The medium-transporting system 80 includes a plurality (two in the present exemplary embodiment) of medium-supplying containers 81 and 82. In the medium-transporting system 80, a medium supplied from either of the medium-supplying containers 81 and 82 is transported to the second-transfer site TR through a vertical transport path 83, which extends substantially vertically, and a horizontal transport path 84, which extends substantially horizontally. Subsequently, the medium having received an image transferred thereto is transported by a transporting belt 85 to the fixing site in the fixing device 70, and is discharged to an output-medium receiver 86, which is provided on a lateral face of the apparatus housing 20.


The medium-transporting system 80 further includes a transport-path branch 87, which branches off downward from the horizontal transport path 84 at a position on the downstream side relative to the fixing device 70 in the direction of transport of the medium.
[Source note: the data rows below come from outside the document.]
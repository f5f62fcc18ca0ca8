mod common;

use common::{dex_battle, dex_view, forced_state, sample_state};
use poke_llm_agent::battle::{Choice, Side};
use poke_llm_agent::prompt::{render_summary, PromptBuilder, SYSTEM_PROMPT};
use poke_llm_agent::state::{accuracy_fraction, hp_pct, summarize, Candidate};
use poke_llm_agent::types::PokeType;
use serde_json::Value;

#[test]
fn summary_lists_moves_then_switches() {
    let state = summarize(&dex_view(1));
    assert_eq!(state.battle, "battle-gen9randombattle-1");
    assert_eq!(state.turn, 0);
    assert!(!state.force_switch);
    assert_eq!(state.my_active.species, "charizard");
    assert_eq!(state.my_active.hp_pct, Some(100));
    assert_eq!(state.opp_active.types, vec![PokeType::Grass, PokeType::Poison]);
    assert_eq!(state.weather, "none");

    let kinds: Vec<&str> = state
        .candidates
        .iter()
        .map(|c| match c {
            Candidate::Move(_) => "move",
            Candidate::Switch(_) => "switch",
        })
        .collect();
    assert_eq!(kinds, vec!["move", "move", "move", "move", "switch"]);

    let moves: Vec<_> = state.moves().collect();
    assert_eq!(moves[0].name, "flamethrower");
    assert!(moves[0].is_stab);
    assert_eq!(moves[0].category, "SPECIAL");
    assert!(!moves[2].is_stab, "earthquake is not a fire or flying move");
    assert_eq!(state.switches().next().map(|s| s.species.as_str()), Some("blastoise"));
}

#[test]
fn summary_of_a_forced_switch_has_no_moves() {
    let mut battle = dex_battle(1);
    // Side A only ever switches, so its active creature eventually faints with a teammate left.
    while !battle.view(Side::A).force_switch {
        battle.step(Some(Choice::Switch(0)), Some(Choice::Move(0))).unwrap();
    }
    let state = summarize(&battle.view(Side::A));
    assert!(state.force_switch);
    assert_eq!(state.moves().count(), 0);
    assert_eq!(state.switches().count(), 1);
}

#[test]
fn percentages_and_accuracy_are_normalized() {
    assert_eq!(hp_pct(0, 0), 100);
    assert_eq!(hp_pct(50, 153), 33);
    assert_eq!(hp_pct(153, 153), 100);
    assert_eq!(accuracy_fraction(0.0), 1.0);
    assert_eq!(accuracy_fraction(85.0), 0.85);
    assert_eq!(accuracy_fraction(1.0), 0.01);
    assert_eq!(accuracy_fraction(150.0), 1.0);
}

#[test]
fn prompt_carries_state_and_candidates() {
    let prompt = PromptBuilder::default().build(&sample_state());
    assert_eq!(prompt.system, SYSTEM_PROMPT);

    let user: Value = serde_json::from_str(&prompt.user).unwrap();
    assert_eq!(user["state"]["turn"], 3);
    assert_eq!(user["state"]["force_switch"], false);
    assert_eq!(user["state"]["opp_active"]["species"], "venusaur");
    let candidates = user["candidates"].as_array().unwrap();
    assert_eq!(candidates.len(), 6);
    assert_eq!(candidates[1]["kind"], "move");
    assert_eq!(candidates[1]["name"], "flamethrower");
    assert_eq!(candidates[1]["is_stab"], true);
    assert_eq!(candidates[4]["kind"], "switch");
}

#[test]
fn prompt_flags_forced_switches() {
    let prompt = PromptBuilder::default().build(&forced_state());
    let user: Value = serde_json::from_str(&prompt.user).unwrap();
    assert_eq!(user["state"]["force_switch"], true);
    assert!(user["candidates"]
        .as_array()
        .unwrap()
        .iter()
        .all(|c| c["kind"] == "switch"));
    assert!(prompt.system.contains("MUST choose a switch"));
}

#[test]
fn console_summary_has_one_row_per_candidate() {
    let state = sample_state();
    let lines = render_summary(&state);
    assert_eq!(lines[0], "--- TURN 3 ---");
    assert_eq!(lines.len(), 3 + state.candidates.len());
    assert!(lines.iter().any(|l| l.contains("flamethrower") && l.contains("FIRE")));
    assert!(lines.iter().any(|l| l.starts_with("switch") && l.contains("blastoise")));
}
The medium is turned over by being transported along the transport-path branch 87. The medium thus turned over in the transport-path branch 87 is transported into a return transport path 88, is fed into the vertical transport path 83 again, and is transported along the horizontal transport path 84 to the second-transfer site TR, where another image is transferred to the back side of the medium. Subsequently, the medium passes through the fixing device 70 and is discharged to the output-medium receiver 86. The transport-path branch 87 branches out at a halfway point thereof to form a branch return path 89. The medium having been turned over is transported along the branch return path 89 toward the output-medium receiver 86.


The medium-transporting system 80 further includes a registration roll 90, which sets the medium in position and then supplies the medium to the second-transfer site TR; an appropriate number of transporting rolls 91, which are provided in the transport paths 83, 84, 87, 88, and 89; and an output roll 92, which is provided at the exit of the horizontal transport path 84 to the output-medium receiver 86. Furthermore, the apparatus housing 20 is provided with a manual medium-feeding device 95, which is located opposite the output-medium receiver 86 and allows the manual feeding of a medium into the horizontal transport path 84.


Exemplary Branching Configuration of Transport Path Branching Point in Horizontal Transport Path

Referring to FIGS. 2 and 3, the horizontal transport path 84 according to the present exemplary embodiment branches out at a halfway point thereof into two paths: the transport-path branch 87 and a straightforward transport path 84a. The transport-path branch 87 extends downward and is intended to turn over the medium. The straightforward transport path 84a is a part of the horizontal transport path 84 and extends straight ahead toward the output-medium receiver 86.


The straightforward transport path 84a corresponds to the first branch path in FIG. 1A, and the transport-path branch 87 corresponds to the second branch path in FIG. 1A.


A path switcher 100 is provided in the horizontal transport path 84 at a branching point E1 (between the straightforward transport path 84a and the transport-path branch 87). A medium S transported from the upstream side along the horizontal transport path 84 is allowed to advance into one of the straightforward transport path 84a corresponding to the first branch path and the transport-path branch 87 corresponding to the second branch path that are switched between by the path switcher 100.


Branching Point in Transport-Path Branch


The transport-path branch 87 branches out at a branching point E2 to form the branch return path 89, which extends obliquely upward. With reference to the branching point E2 between the transport-path branch 87 and the branch return path 89, an upper transport-path branch 87a extends upward while a lower transport-path branch 87b extends downward. Seen from the lower transport-path branch 87b, the transport path branches into two paths: the upper transport-path branch 87a and the branch return path 89.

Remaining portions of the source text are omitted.